• [Description of the task]
Please repeat every entry that follows, keeping each one exactly the same.

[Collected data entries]
- - - - -

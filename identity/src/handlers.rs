use crate::{db, state::AppState};
use agent_economy_common::envelope;
use agent_economy_common::error::{ErrorCode, ServiceError, ServiceResult};
use agent_economy_common::ids::new_agent_id;
use agent_economy_common::extract::Json as ReqJson;
use axum::extract::{Path, State};
use axum::Json;
use serde::{Deserialize, Serialize};
use serde_json::{json, Value};
use tracing::{info, warn};

#[derive(Debug, Deserialize)]
pub struct RegisterAgentRequest {
    pub display_name: String,
    pub public_key: String,
}

#[derive(Debug, Serialize)]
pub struct AgentResponse {
    pub agent_id: String,
    pub display_name: String,
    pub public_key: String,
    pub created_at: chrono::DateTime<chrono::Utc>,
}

pub async fn register_agent(
    State(state): State<AppState>,
    ReqJson(req): ReqJson<RegisterAgentRequest>,
) -> ServiceResult<(axum::http::StatusCode, Json<AgentResponse>)> {
    if req.display_name.trim().is_empty() {
        return Err(ServiceError::new(
            ErrorCode::MissingField,
            "display_name must not be empty",
        ));
    }
    if envelope::parse_public_key(&req.public_key).is_err() {
        return Err(ServiceError::new(
            ErrorCode::InvalidFieldType,
            "public_key must be of the form ed25519:<base64-raw-32-bytes>",
        ));
    }

    let _guard = state.write_lock.lock().await;

    if db::exists_by_name_or_key(&state.writer, &req.display_name, &req.public_key).await? {
        warn!(display_name = %req.display_name, "agent registration rejected, already exists");
        return Err(ServiceError::new(
            ErrorCode::AgentExists,
            "an agent with this display name or public key already exists",
        ));
    }

    let agent_id = new_agent_id();
    let created_at = chrono::Utc::now();
    db::insert_agent(
        &state.writer,
        &agent_id,
        &req.display_name,
        &req.public_key,
        created_at,
    )
    .await?;

    info!(agent_id = %agent_id, "registered agent");

    Ok((
        axum::http::StatusCode::CREATED,
        Json(AgentResponse {
            agent_id,
            display_name: req.display_name,
            public_key: req.public_key,
            created_at,
        }),
    ))
}

pub async fn get_agent(
    State(state): State<AppState>,
    Path(agent_id): Path<String>,
) -> ServiceResult<Json<AgentResponse>> {
    let agent = db::get_agent(&state.reader, &agent_id)
        .await?
        .ok_or_else(|| ServiceError::new(ErrorCode::AgentNotFound, "agent not found"))?;

    Ok(Json(AgentResponse {
        agent_id: agent.agent_id,
        display_name: agent.display_name,
        public_key: agent.public_key,
        created_at: agent.created_at,
    }))
}

pub async fn list_agents(State(state): State<AppState>) -> ServiceResult<Json<Vec<AgentResponse>>> {
    let agents = db::list_agents(&state.reader).await?;
    Ok(Json(
        agents
            .into_iter()
            .map(|a| AgentResponse {
                agent_id: a.agent_id,
                display_name: a.display_name,
                public_key: a.public_key,
                created_at: a.created_at,
            })
            .collect(),
    ))
}

#[derive(Debug, Deserialize)]
pub struct VerifyRequest {
    pub token: String,
}

#[derive(Debug, Serialize)]
pub struct VerifyResponse {
    pub valid: bool,
    #[serde(skip_serializing_if = "Option::is_none")]
    pub agent_id: Option<String>,
    #[serde(skip_serializing_if = "Option::is_none")]
    pub payload: Option<Value>,
}

impl VerifyResponse {
    fn invalid() -> Self {
        Self {
            valid: false,
            agent_id: None,
            payload: None,
        }
    }
}

/// Verifies a compact signed envelope. Malformed structure, an unknown
/// `kid`, and a bad signature are all folded into `valid: false` - the
/// reason is never disclosed to the caller (spec section 4.1).
pub async fn verify_envelope(
    State(state): State<AppState>,
    ReqJson(req): ReqJson<VerifyRequest>,
) -> Json<VerifyResponse> {
    let decoded = match envelope::decode(&req.token) {
        Ok(decoded) => decoded,
        Err(_) => return Json(VerifyResponse::invalid()),
    };

    let agent = match db::get_agent(&state.reader, &decoded.header.kid).await {
        Ok(Some(agent)) => agent,
        _ => return Json(VerifyResponse::invalid()),
    };

    let verifying_key = match envelope::parse_public_key(&agent.public_key) {
        Ok(key) => key,
        Err(_) => return Json(VerifyResponse::invalid()),
    };

    if !envelope::verify_signature(&decoded, &verifying_key) {
        return Json(VerifyResponse::invalid());
    }

    Json(VerifyResponse {
        valid: true,
        agent_id: Some(agent.agent_id),
        payload: Some(decoded.payload),
    })
}

pub async fn health(State(state): State<AppState>) -> ServiceResult<Json<Value>> {
    let count = db::count_agents(&state.reader).await?;
    Ok(Json(json!({"status": "ok", "agent_count": count})))
}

- - - - -

• [Answer section]
filename identity/src/handlers.rs
use crate::{db, state::AppState};
use agent_economy_common::envelope;
use agent_economy_common::error::{ErrorCode, ServiceError, ServiceResult};
use agent_economy_common::ids::new_agent_id;
use agent_economy_common::extract::Json as ReqJson;
use axum::extract::{Path, State};
use axum::Json;
use serde::{Deserialize, Serialize};
use serde_json::{json, Value};
use tracing::{info, warn};

#[derive(Debug, Deserialize)]
pub struct RegisterAgentRequest {
    pub display_name: String,
    pub public_key: String,
}

#[derive(Debug, Serialize)]
pub struct AgentResponse {
    pub agent_id: String,
    pub display_name: String,
    pub public_key: String,
    pub created_at: chrono::DateTime<chrono::Utc>,
}

pub async fn register_agent(
    State(state): State<AppState>,
    ReqJson(req): ReqJson<RegisterAgentRequest>,
) -> ServiceResult<(axum::http::StatusCode, Json<AgentResponse>)> {
    if req.display_name.trim().is_empty() {
        return Err(ServiceError::new(
            ErrorCode::MissingField,
            "display_name must not be empty",
        ));
    }
    if envelope::parse_public_key(&req.public_key).is_err() {
        return Err(ServiceError::new(
            ErrorCode::InvalidFieldType,
            "public_key must be of the form ed25519:<base64-raw-32-bytes>",
        ));
    }

    let _guard = state.write_lock.lock().await;

    if db::exists_by_name_or_key(&state.writer, &req.display_name, &req.public_key).await? {
        warn!(display_name = %req.display_name, "agent registration rejected, already exists");
        return Err(ServiceError::new(
            ErrorCode::AgentExists,
            "an agent with this display name or public key already exists",
        ));
    }

    let agent_id = new_agent_id();
    let created_at = chrono::Utc::now();
    db::insert_agent(
        &state.writer,
        &agent_id,
        &req.display_name,
        &req.public_key,
        created_at,
    )
    .await?;

    info!(agent_id = %agent_id, "registered agent");

    Ok((
        axum::http::StatusCode::CREATED,
        Json(AgentResponse {
            agent_id,
            display_name: req.display_name,
            public_key: req.public_key,
            created_at,
        }),
    ))
}

pub async fn get_agent(
    State(state): State<AppState>,
    Path(agent_id): Path<String>,
) -> ServiceResult<Json<AgentResponse>> {
    let agent = db::get_agent(&state.reader, &agent_id)
        .await?
        .ok_or_else(|| ServiceError::new(ErrorCode::AgentNotFound, "agent not found"))?;

    Ok(Json(AgentResponse {
        agent_id: agent.agent_id,
        display_name: agent.display_name,
        public_key: agent.public_key,
        created_at: agent.created_at,
    }))
}

pub async fn list_agents(State(state): State<AppState>) -> ServiceResult<Json<Vec<AgentResponse>>> {
    let agents = db::list_agents(&state.reader).await?;
    Ok(Json(
        agents
            .into_iter()
            .map(|a| AgentResponse {
                agent_id: a.agent_id,
                display_name: a.display_name,
                public_key: a.public_key,
                created_at: a.created_at,
            })
            .collect(),
    ))
}

#[derive(Debug, Deserialize)]
pub struct VerifyRequest {
    pub token: String,
}

#[derive(Debug, Serialize)]
pub struct VerifyResponse {
    pub valid: bool,
    #[serde(skip_serializing_if = "Option::is_none")]
    pub agent_id: Option<String>,
    #[serde(skip_serializing_if = "Option::is_none")]
    pub payload: Option<Value>,
}

impl VerifyResponse {
    fn invalid() -> Self {
        Self {
            valid: false,
            agent_id: None,
            payload: None,
        }
    }
}

/// Verifies a compact signed envelope. Malformed structure, an unknown
/// `kid`, and a bad signature are all folded into `valid: false` - the
/// reason is never disclosed to the caller (spec section 4.1).
pub async fn verify_envelope(
    State(state): State<AppState>,
    ReqJson(req): ReqJson<VerifyRequest>,
) -> Json<VerifyResponse> {
    let decoded = match envelope::decode(&req.token) {
        Ok(decoded) => decoded,
        Err(_) => return Json(VerifyResponse::invalid()),
    };

    let agent = match db::get_agent(&state.reader, &decoded.header.kid).await {
        Ok(Some(agent)) => agent,
        _ => return Json(VerifyResponse::invalid()),
    };

    let verifying_key = match envelope::parse_public_key(&agent.public_key) {
        Ok(key) => key,
        Err(_) => return Json(VerifyResponse::invalid()),
    };

    if !envelope::verify_signature(&decoded, &verifying_key) {
        return Json(VerifyResponse::invalid());
    }

    Json(VerifyResponse {
        valid: true,
        agent_id: Some(agent.agent_id),
        payload: Some(decoded.payload),
    })
}

pub async fn health(State(state): State<AppState>) -> ServiceResult<Json<Value>> {
    let count = db::count_agents(&state.reader).await?;
    Ok(Json(json!({"status": "ok", "agent_count": count})))
}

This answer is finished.